As for Elen, she didn’t pay any attention to her younger self’s letters either. She couldn’t understand what the fuss was about. In fact, she confessed that she has probably turned into the kind of person her younger self totally disapproved of.

And she writes for children.

So what does that add up to? Do you need to feel like a child to write for children?



  1. Fascinating topic, David. I remember a blissful period of childhood between about the ages of three and ten when I was almost feral. As much as I would like to capture that child in a book, I’m not sure it’s possible. Roddy Doyle comes close in ‘Paddy Clarke’ – but Paddy is a very observant and clever child, and I was more like a chimp. My child characters are always too knowing; I have tried to create a character who was like me, but when I was young the world was a delicious blur of romps, bumps and scrapes. It’s so tricky getting a story through the mind of a child who isn’t much of a thinker.

  2. I just remembered – the other night Izzy’s Mum was complaining how patronising teachers often are to kids – even the 19 year old students of theatre-in-education she tutors. How quickly we forget! As kids we hated such instructors. As a reader I smell condescension in many a childrens’ writer of old. Are we guilty of it ourselves? How do we tell?

  3. Definitely food for thought, David. I doubt if many of us truly capture what it was really like to be a child and record it as a child would record it (if indeed that’s what we’re after). I think we must all be good at taking on roles and I guess we have strong empathy skills. I’m too shy to be an actor, but when I wrote my first book, I had to almost become the main character Artie, while I recorded his thoughts and feelings, at least while I was at the keyboard. I may even have spoken some of his dialogue out loud sometimes

  4. Ooh yes!
    But then I don’t think I ever grew up…

    I love the idea of hiding little messages in the spines of books for my elder self.
    Luckily, I only have to open a much thumbed and spine- tattered book from my childhood, to put my nose in the gutter and breathe deep and I’m there.
    Just the sight of my sputtering and scrawled signature and the years fall away.
    Then there is the revisiting of these sacred texts over the last 26 years of my fatherhood with my six children and the promise of reprise with my little daughter, now one.
    I garden from a toddler’s perspective too!

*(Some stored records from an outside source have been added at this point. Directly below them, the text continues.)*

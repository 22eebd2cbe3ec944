use std::collections::VecDeque;
use std::io::Read;
use std::path::{Path, PathBuf};
use std::process::{Child, ChildStdout, Stdio};
use std::thread::JoinHandle;

use image::RgbaImage;

use crate::foundation::core::Dims;
use crate::foundation::error::{ReelError, ReelResult};
use crate::media::ffmpeg::{drain_stderr, ffmpeg_command, join_stderr};
use crate::media::probe::probe;

/// Pull-based source of RGBA frames in presentation order.
pub trait FrameSource {
    /// Size of every frame this source yields.
    fn dims(&self) -> Dims;
    /// Next frame, or `None` once the stream is exhausted.
    fn next_frame(&mut self) -> ReelResult<Option<RgbaImage>>;
}

/// In-memory frame source for tests and debugging.
#[derive(Debug, Default)]
pub struct VecFrameSource {
    dims: Option<Dims>,
    frames: VecDeque<RgbaImage>,
}

impl VecFrameSource {
    /// Wrap pre-built frames. All frames must share the first frame's size.
    pub fn new(frames: Vec<RgbaImage>) -> ReelResult<Self> {
        let dims = frames.first().map(|f| Dims {
            width: f.width(),
            height: f.height(),
        });
        if let Some(d) = dims
            && frames
                .iter()
                .any(|f| f.width() != d.width || f.height() != d.height)
        {
            return Err(ReelError::validation(
                "VecFrameSource frames must share identical dimensions",
            ));
        }
        Ok(Self {
            dims,
            frames: frames.into(),
        })
    }

    /// `count` copies of a solid-colour frame.
    pub fn solid(dims: Dims, rgba: [u8; 4], count: usize) -> Self {
        let frame = RgbaImage::from_pixel(dims.width, dims.height, image::Rgba(rgba));
        Self {
            dims: Some(dims),
            frames: std::iter::repeat_n(frame, count).collect(),
        }
    }
}

impl FrameSource for VecFrameSource {
    fn dims(&self) -> Dims {
        self.dims.unwrap_or(Dims {
            width: 0,
            height: 0,
        })
    }

    fn next_frame(&mut self) -> ReelResult<Option<RgbaImage>> {
        Ok(self.frames.pop_front())
    }
}

/// Streams decoded frames out of a system `ffmpeg` child process.
///
/// When `scale_to` is set, ffmpeg resamples every frame to that exact size (aspect not preserved).
pub struct FfmpegFrameReader {
    path: PathBuf,
    dims: Dims,
    frame_len: usize,
    child: Option<Child>,
    stdout: Option<ChildStdout>,
    stderr_drain: Option<JoinHandle<std::io::Result<Vec<u8>>>>,
    frames_read: u64,
}

impl FfmpegFrameReader {
    /// Open `path` for decoding. Fails with [`ReelError::StreamOpen`] if it has no readable video.
    pub fn open(path: &Path, scale_to: Option<Dims>) -> ReelResult<Self> {
        let info = probe(path).map_err(|e| ReelError::stream_open(path, e))?;
        if !info.has_video || info.width == 0 || info.height == 0 {
            return Err(ReelError::stream_open(path, "no video stream"));
        }
        let dims = scale_to.unwrap_or(Dims {
            width: info.width,
            height: info.height,
        });
        Dims::new(dims.width, dims.height)?;

        let mut cmd = ffmpeg_command();
        cmd.arg("-i").arg(path);
        if let Some(d) = scale_to {
            cmd.args([
                "-vf",
                &format!("scale={}:{}:flags=bicubic,setsar=1", d.width, d.height),
            ]);
        }
        cmd.args(["-an", "-f", "rawvideo", "-pix_fmt", "rgba", "pipe:1"])
            .stdin(Stdio::null())
            .stdout(Stdio::piped())
            .stderr(Stdio::piped());
        tracing::debug!(?cmd, "spawning ffmpeg decoder");

        let mut child = cmd.spawn().map_err(|e| {
            ReelError::stream_open(path, format!("failed to spawn ffmpeg decoder: {e}"))
        })?;
        let stdout = child
            .stdout
            .take()
            .ok_or_else(|| ReelError::stream_open(path, "failed to open ffmpeg stdout"))?;
        let stderr_drain = drain_stderr(&mut child);

        Ok(Self {
            path: path.to_path_buf(),
            dims,
            frame_len: dims.width as usize * dims.height as usize * 4,
            child: Some(child),
            stdout: Some(stdout),
            stderr_drain,
            frames_read: 0,
        })
    }

    /// Number of frames yielded so far.
    pub fn frames_read(&self) -> u64 {
        self.frames_read
    }

    fn finish(&mut self) -> ReelResult<()> {
        drop(self.stdout.take());
        let Some(mut child) = self.child.take() else {
            return Ok(());
        };
        let status = child.wait().map_err(|e| {
            ReelError::stream_open(&self.path, format!("failed to wait for decoder: {e}"))
        })?;
        let stderr = join_stderr(self.stderr_drain.take());
        if !status.success() {
            return Err(ReelError::stream_open(
                &self.path,
                format!("ffmpeg decoder exited with status {status}: {stderr}"),
            ));
        }
        Ok(())
    }
}

impl FrameSource for FfmpegFrameReader {
    fn dims(&self) -> Dims {
        self.dims
    }

    fn next_frame(&mut self) -> ReelResult<Option<RgbaImage>> {
        let Some(stdout) = self.stdout.as_mut() else {
            return Ok(None);
        };

        let mut buf = vec![0u8; self.frame_len];
        let mut filled = 0usize;
        while filled < buf.len() {
            match stdout.read(&mut buf[filled..]) {
                Ok(0) => break,
                Ok(n) => filled += n,
                Err(e) if e.kind() == std::io::ErrorKind::Interrupted => continue,
                Err(e) => {
                    return Err(ReelError::stream_open(
                        &self.path,
                        format!("failed reading decoded frame: {e}"),
                    ));
                }
            }
        }

        if filled < buf.len() {
            // Trailing partial frames are dropped; they only appear on truncated input.
            if filled > 0 {
                tracing::warn!(
                    path = %self.path.display(),
                    bytes = filled,
                    "discarding truncated trailing frame"
                );
            }
            self.finish()?;
            return Ok(None);
        }

        self.frames_read += 1;
        RgbaImage::from_raw(self.dims.width, self.dims.height, buf)
            .map(Some)
            .ok_or_else(|| ReelError::stream_open(&self.path, "decoded frame size mismatch"))
    }
}

impl Drop for FfmpegFrameReader {
    fn drop(&mut self) {
        drop(self.stdout.take());
        if let Some(mut child) = self.child.take() {
            // Readers are routinely abandoned mid-stream when a paired stream ends first.
            let _ = child.kill();
            let _ = child.wait();
        }
        let _ = join_stderr(self.stderr_drain.take());
    }
}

  5. I actually think this is the main qualification for becoming a children’s writer – the desire to see things through a child’s eyes, and to take their world as seriously as they do.A problem I frequently come across when critiquing unpublished novels is the author swinging the story round to the adults’ point of view, without even realising they’re doing it. On the other hand, it’s not always (or often) necessary or desirable to make your characters wholly realistic children, because children aspire and they want heroes, not a mirror.

  6. I don’t think I feel like a child, but I am still very easily bored. Consequently, if my writing holds my attention, I expect it to hold everyone else’s.

    I encouraged my daughter to write herself a letter when a young teenager to open many years hence. I wish I had thought to do this when I was a child.

    I very much enjoyed meeting you, David, and Elen on Friday night. It was a terrific evening.

  7. Ha! I wondered if my idle comments would make it into your blog.
    My feeling is that there are some points in your life that you remember vividly, and others that have faded. I remember being 8,9,10 yeas old very well. I can’t really remember being 5, or 15. So, when I write, it is with that version of me in mind: what would I have liked to read? Of course, it has to be updated, language has changed and cultural mores have shifted. But I still try and hold on to the perspective of that long-ago little girl.

  8. @Val – Yes, it was a good evening. Rebbecca organised it terrifically and the kids were great. I really enjoyed your reading. I want a storytelling cloak like yours!